When you find the word "expansion" in a line of the entries, please copy the whole line.

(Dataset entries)
|---|
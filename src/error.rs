//! Error types for extsync
//!
//! Uses `thiserror` for library errors. IO errors convert via `#[from]` and
//! propagate unmodified: a failed preprocessing step should fail the whole
//! build loudly rather than silently produce stale documentation.

use std::path::PathBuf;
use thiserror::Error;

/// Result type alias for extsync operations
pub type ExtsyncResult<T> = Result<T, ExtsyncError>;

/// Main error type for extsync operations
#[derive(Error, Debug)]
pub enum ExtsyncError {
    /// IO error
    #[error("IO error: {0}")]
    Io(#[from] std::io::Error),

    /// Glob pattern failed to compile
    #[error("invalid glob pattern '{pattern}': {message}")]
    InvalidPattern { pattern: String, message: String },

    /// Glob expansion failed while reading a directory entry
    #[error("glob expansion failed at {path}: {message}")]
    GlobWalk { path: PathBuf, message: String },

    /// Configuration file could not be parsed
    #[error("invalid config in {file}: {message}")]
    InvalidConfig { file: PathBuf, message: String },

    /// Directive list produced an unusable scan pattern
    #[error("invalid directive list: {message}")]
    InvalidDirectives { message: String },

    /// Matched source file falls outside its content entry's base directory
    #[error("path '{path}' escapes content base '{base}'")]
    PathEscape { path: PathBuf, base: PathBuf },
}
|---|
### RESPONSE TO THE TASK
    /// Glob expansion failed while reading a directory entry
    #[error("glob expansion failed at {path}: {message}")]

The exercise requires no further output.